Media outlets also spread a false claim that originated with an article in the left-wing magazine New Republic. The article referred to someone named Stewart whose first name and phone number appeared on an email Smith received expressing interest in a website for Stewart’s upcoming marriage to someone named Mike. The New Republic writer called Stewart’s number and was told that Stewart is married to a woman and knew nothing of the request.
News outlets latched onto the story, with at least one calling 303 Creative a “fake case.” But a request for a same-sex wedding was not legally necessary in order for Smith to file a suit. People have the right to challenge an unjust law when there is a credible threat that the law will be used against them. And electronic records confirm that Smith did receive the request.
Mainstream news organizations weren’t the only ones peddling misinformation. Colorado Attorney General Phil Weiser claimed at a press conference: “This was a made-up case without the benefit of any real facts or customers.”
But Smith does have customers, and the state of Colorado agreed that Smith would be subjected to punishment if she were to decline a request to design a same-sex wedding website. Her case was addressing a very real threat.
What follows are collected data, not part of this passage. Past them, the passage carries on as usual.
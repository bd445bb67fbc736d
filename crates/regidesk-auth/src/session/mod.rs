//! Session lifecycle management: persisted store, guard state machine,
//! and the async runner driving its timers.

pub mod guard;
pub mod revalidate;
pub mod runner;
pub mod store;

pub use guard::{GuardEvent, GuardState, LogoutCause, SessionGuard};
pub use revalidate::LocalRevalidator;
pub use runner::{GuardHandle, GuardRunner};
pub use store::{SessionStore, SessionView};
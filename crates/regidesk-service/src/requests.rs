//! Request submission and status-change service.

use std::sync::Arc;

use chrono::Utc;
use tokio::sync::broadcast;
use tracing::{info, warn};

use regidesk_auth::AccessGate;
use regidesk_core::error::{AppError, ErrorKind};
use regidesk_core::events::RequestEvent;
use regidesk_core::result::AppResult;
use regidesk_core::traits::VersionedRepository;
use regidesk_core::types::RequestId;
use regidesk_entity::request::{DocumentType, RequestRecord, RequestStatus};
use regidesk_entity::user::UserRole;
use regidesk_storage::RequestRecordStore;
use regidesk_workflow::{StatusTransitionEngine, TRANSITION_REQUIRED_ROLE, TransitionRejection};

/// The domain outcome of a transition attempt: the persisted record, or
/// the reason it was refused. Infrastructure failures travel in the outer
/// `AppResult`.
pub type TransitionOutcome = Result<RequestRecord, TransitionRejection>;

/// Submits requests and moves them through the status pipeline.
///
/// Every operation passes the access gate before anything else; the role
/// the gate requires for transitions is [`TRANSITION_REQUIRED_ROLE`], the
/// same constant the engine enforces, so the two can never drift apart.
#[derive(Clone)]
pub struct RequestService {
    gate: AccessGate,
    engine: StatusTransitionEngine,
    records: Arc<RequestRecordStore>,
    events: broadcast::Sender<RequestEvent>,
}

impl RequestService {
    pub fn new(gate: AccessGate, records: Arc<RequestRecordStore>) -> Self {
        let (events, _) = broadcast::channel(64);
        Self {
            gate,
            engine: StatusTransitionEngine::new(),
            records,
            events,
        }
    }

    /// Subscribe to request lifecycle events (submissions, status changes).
    pub fn subscribe(&self) -> broadcast::Receiver<RequestEvent> {
        self.events.subscribe()
    }

    /// Submit a new request. Any authenticated user may submit; the
    /// record starts in `pending`.
    pub async fn submit(
        &self,
        document_type: DocumentType,
        form_data: serde_json::Value,
    ) -> AppResult<RequestRecord> {
        let user = self.gate.require(UserRole::User).await?;
        let record = RequestRecord::new(user.id, document_type, form_data, Utc::now());
        let stored = self.records.insert(&record).await?;
        info!(
            request_id = %stored.id,
            %document_type,
            requester = %user.username,
            "Request submitted"
        );
        let _ = self.events.send(RequestEvent::Submitted {
            request_id: stored.id.into_uuid(),
            user_id: user.id.into_uuid(),
            document_type: document_type.as_str().to_string(),
        });
        Ok(stored)
    }

    /// The caller's own requests.
    pub async fn my_requests(&self) -> AppResult<Vec<RequestRecord>> {
        let user = self.gate.require(UserRole::User).await?;
        Ok(self.records.find_by_requester(user.id))
    }

    /// Load one record by id. Requires a live session.
    pub async fn get_request(&self, id: RequestId) -> AppResult<RequestRecord> {
        self.gate.require(UserRole::User).await?;
        self.records
            .find_by_id(&id)
            .await?
            .ok_or_else(|| AppError::not_found(format!("Request {id} not found")))
    }

    /// Move the record with `id` to `proposed`, loading the latest stored
    /// version first.
    pub async fn change_status(
        &self,
        id: RequestId,
        proposed: RequestStatus,
        rejection_reason: Option<&str>,
    ) -> AppResult<TransitionOutcome> {
        let actor = match self.gate.check(TRANSITION_REQUIRED_ROLE).await {
            regidesk_auth::AccessDecision::Granted { user } => user,
            regidesk_auth::AccessDecision::NoSession => {
                return Err(AppError::authentication("No live session"));
            }
            regidesk_auth::AccessDecision::InsufficientRole { required, actual } => {
                warn!(%id, %proposed, %actual, "Status change denied before any record access");
                return Ok(Err(TransitionRejection::InsufficientRole {
                    required,
                    actual,
                }));
            }
        };

        let record = self
            .records
            .find_by_id(&id)
            .await?
            .ok_or_else(|| AppError::not_found(format!("Request {id} not found")))?;

        self.apply(&record, proposed, actor.role, rejection_reason)
            .await
    }

    /// Move a record snapshot the caller already holds to `proposed`.
    ///
    /// If the stored record moved on since the snapshot was taken, the
    /// version compare fails and the attempt comes back as
    /// [`TransitionRejection::StaleRecord`] — the second writer always
    /// loses, never silently overwrites.
    pub async fn change_status_from(
        &self,
        snapshot: &RequestRecord,
        proposed: RequestStatus,
        rejection_reason: Option<&str>,
    ) -> AppResult<TransitionOutcome> {
        let actor = match self.gate.check(TRANSITION_REQUIRED_ROLE).await {
            regidesk_auth::AccessDecision::Granted { user } => user,
            regidesk_auth::AccessDecision::NoSession => {
                return Err(AppError::authentication("No live session"));
            }
            regidesk_auth::AccessDecision::InsufficientRole { required, actual } => {
                return Ok(Err(TransitionRejection::InsufficientRole {
                    required,
                    actual,
                }));
            }
        };

        self.apply(snapshot, proposed, actor.role, rejection_reason)
            .await
    }

    async fn apply(
        &self,
        record: &RequestRecord,
        proposed: RequestStatus,
        actor_role: UserRole,
        rejection_reason: Option<&str>,
    ) -> AppResult<TransitionOutcome> {
        let updated =
            match self
                .engine
                .attempt_transition(record, proposed, actor_role, rejection_reason, Utc::now())
            {
                Ok(updated) => updated,
                Err(rejection) => return Ok(Err(rejection)),
            };

        match self.records.compare_and_update(&updated).await {
            Ok(stored) => {
                let _ = self.events.send(RequestEvent::StatusChanged {
                    request_id: stored.id.into_uuid(),
                    from: record.status.as_str().to_string(),
                    to: stored.status.as_str().to_string(),
                    actor_role: actor_role.as_str().to_string(),
                });
                Ok(Ok(stored))
            }
            Err(e) if e.kind == ErrorKind::Conflict => {
                warn!(request_id = %record.id, "Concurrent write lost the version race");
                Ok(Err(TransitionRejection::StaleRecord))
            }
            Err(e) => Err(e),
        }
    }
}

#[cfg(test)]
mod tests {
    use super::*;
    use chrono::Utc;

    use regidesk_auth::SessionStore;
    use regidesk_core::types::UserId;
    use regidesk_entity::session::Session;
    use regidesk_entity::user::User;
    use regidesk_storage::MemorySessionBackend;

    fn user_with_role(role: UserRole) -> User {
        User {
            id: UserId::new(),
            username: match role {
                UserRole::Admin => "registrar".into(),
                UserRole::User => "jdelacruz".into(),
            },
            display_name: "Test User".into(),
            role,
        }
    }

    async fn service_for(role: Option<UserRole>) -> (RequestService, Arc<RequestRecordStore>) {
        let store = SessionStore::new(Arc::new(MemorySessionBackend::new()));
        if let Some(role) = role {
            store
                .set(Session::new("a.b.c", user_with_role(role), Utc::now()))
                .await
                .unwrap();
        }
        let records = Arc::new(RequestRecordStore::new());
        let service = RequestService::new(AccessGate::new(store.view()), Arc::clone(&records));
        (service, records)
    }

    #[tokio::test]
    async fn test_submit_creates_pending_record() {
        let (service, records) = service_for(Some(UserRole::User)).await;

        let record = service
            .submit(DocumentType::Form138, serde_json::json!({"purpose": "transfer"}))
            .await
            .unwrap();

        assert_eq!(record.status, RequestStatus::Pending);
        assert_eq!(record.version, 1);
        assert_eq!(records.count().await.unwrap(), 1);
    }

    #[tokio::test]
    async fn test_submit_without_session_is_refused() {
        let (service, records) = service_for(None).await;
        let err = service
            .submit(DocumentType::Form138, serde_json::json!({}))
            .await
            .unwrap_err();
        assert_eq!(err.kind, ErrorKind::Authentication);
        assert_eq!(records.count().await.unwrap(), 0);
    }

    #[tokio::test]
    async fn test_admin_approves_pending_request() {
        let (service, records) = service_for(Some(UserRole::Admin)).await;
        let record = records
            .insert(&RequestRecord::new(
                UserId::new(),
                DocumentType::Form137,
                serde_json::json!({}),
                Utc::now(),
            ))
            .await
            .unwrap();

        let approved = service
            .change_status(record.id, RequestStatus::Approved, None)
            .await
            .unwrap()
            .unwrap();

        assert_eq!(approved.status, RequestStatus::Approved);
        assert_eq!(approved.version, 2);
        assert!(approved.approved_at.is_some());
    }

    #[tokio::test]
    async fn test_regular_user_denied_before_record_is_touched() {
        let (service, records) = service_for(Some(UserRole::User)).await;
        let record = records
            .insert(&RequestRecord::new(
                UserId::new(),
                DocumentType::Form138,
                serde_json::json!({}),
                Utc::now(),
            ))
            .await
            .unwrap();

        let outcome = service
            .change_status(record.id, RequestStatus::Approved, None)
            .await
            .unwrap();

        assert_eq!(
            outcome.unwrap_err(),
            TransitionRejection::InsufficientRole {
                required: UserRole::Admin,
                actual: UserRole::User,
            }
        );

        // The record never moved.
        let stored = records.find_by_id(&record.id).await.unwrap().unwrap();
        assert_eq!(stored.status, RequestStatus::Pending);
        assert_eq!(stored.version, 1);
        assert!(stored.history.is_empty());
    }

    #[tokio::test]
    async fn test_stale_snapshot_loses_the_race() {
        let (service, records) = service_for(Some(UserRole::Admin)).await;
        let record = records
            .insert(&RequestRecord::new(
                UserId::new(),
                DocumentType::Form138,
                serde_json::json!({}),
                Utc::now(),
            ))
            .await
            .unwrap();

        // One administrator approves from the snapshot.
        service
            .change_status_from(&record, RequestStatus::Approved, None)
            .await
            .unwrap()
            .unwrap();

        // A second administrator rejects from the same, now-stale snapshot.
        let outcome = service
            .change_status_from(&record, RequestStatus::Rejected, Some("Duplicate request"))
            .await
            .unwrap();

        assert_eq!(outcome.unwrap_err(), TransitionRejection::StaleRecord);
        let stored = records.find_by_id(&record.id).await.unwrap().unwrap();
        assert_eq!(stored.status, RequestStatus::Approved);
    }

    #[tokio::test]
    async fn test_illegal_transition_surfaces_engine_rejection() {
        let (service, records) = service_for(Some(UserRole::Admin)).await;
        let record = records
            .insert(&RequestRecord::new(
                UserId::new(),
                DocumentType::Form137,
                serde_json::json!({}),
                Utc::now(),
            ))
            .await
            .unwrap();

        let outcome = service
            .change_status(record.id, RequestStatus::Completed, None)
            .await
            .unwrap();

        assert!(matches!(
            outcome.unwrap_err(),
            TransitionRejection::IllegalTransition { .. }
        ));
    }

    #[tokio::test]
    async fn test_gate_and_engine_require_the_same_role() {
        // The service gates on the exact constant the engine enforces, so
        // a caller that passes the gate is never rejected by the engine on
        // role grounds.
        let (service, records) = service_for(Some(TRANSITION_REQUIRED_ROLE)).await;
        let record = records
            .insert(&RequestRecord::new(
                UserId::new(),
                DocumentType::GoodMoral,
                serde_json::json!({}),
                Utc::now(),
            ))
            .await
            .unwrap();

        let outcome = service
            .change_status(record.id, RequestStatus::Approved, None)
            .await
            .unwrap();
        assert!(outcome.is_ok());
    }

    #[tokio::test]
    async fn test_lifecycle_events_are_broadcast() {
        let (service, _records) = service_for(Some(UserRole::Admin)).await;
        let mut events = service.subscribe();

        let record = service
            .submit(DocumentType::Form138, serde_json::json!({}))
            .await
            .unwrap();
        service
            .change_status(record.id, RequestStatus::Approved, None)
            .await
            .unwrap()
            .unwrap();

        assert!(matches!(
            events.try_recv().unwrap(),
            RequestEvent::Submitted { .. }
        ));
        match events.try_recv().unwrap() {
            RequestEvent::StatusChanged { from, to, .. } => {
                assert_eq!(from, "pending");
                assert_eq!(to, "approved");
            }
            other => panic!("unexpected event: {other:?}"),
        }
    }

    #[tokio::test]
    async fn test_my_requests_lists_only_own_records() {
        let store = SessionStore::new(Arc::new(MemorySessionBackend::new()));
        let me = user_with_role(UserRole::User);
        store
            .set(Session::new("a.b.c", me.clone(), Utc::now()))
            .await
            .unwrap();
        let records = Arc::new(RequestRecordStore::new());
        let service = RequestService::new(AccessGate::new(store.view()), Arc::clone(&records));

        records
            .insert(&RequestRecord::new(
                me.id,
                DocumentType::Form138,
                serde_json::json!({}),
                Utc::now(),
            ))
            .await
            .unwrap();
        records
            .insert(&RequestRecord::new(
                UserId::new(),
                DocumentType::Form138,
                serde_json::json!({}),
                Utc::now(),
            ))
            .await
            .unwrap();

        let mine = service.my_requests().await.unwrap();
        assert_eq!(mine.len(), 1);
        assert_eq!(mine[0].requester, me.id);
    }
}
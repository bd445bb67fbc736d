//! # regidesk-storage
//!
//! Concrete storage backends for Regidesk:
//! - a durable file-backed key-value store for the persisted session,
//! - an in-memory twin of the same backend for tests,
//! - an in-memory versioned record store with compare-and-update
//!   semantics for request/enrollment records.

pub mod memory;
pub mod records;
pub mod session_file;

pub use memory::MemorySessionBackend;
pub use records::RequestRecordStore;
pub use session_file::FileSessionBackend;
“The first thing that I would say to any American trying to make sense of what happened is: Read the decision for yourself,” said ADF’s CEO Kristen Waggoner, who argued the case at the Supreme Court. “The Court reaffirmed that we have the right to be able to speak and to think freely, and that it’s wrong for the government to tell us what to believe, even in this cultural moment.”
Both Smith and ADF have received horrific threats since the decision. Some have threatened to kill Smith and her family or to burn down their house. “It was deeply alarming to see a client caught in the middle of that,” Waggoner said. “She’s trusting in the Lord. She’s taking the threats seriously, and we are helping her navigate that.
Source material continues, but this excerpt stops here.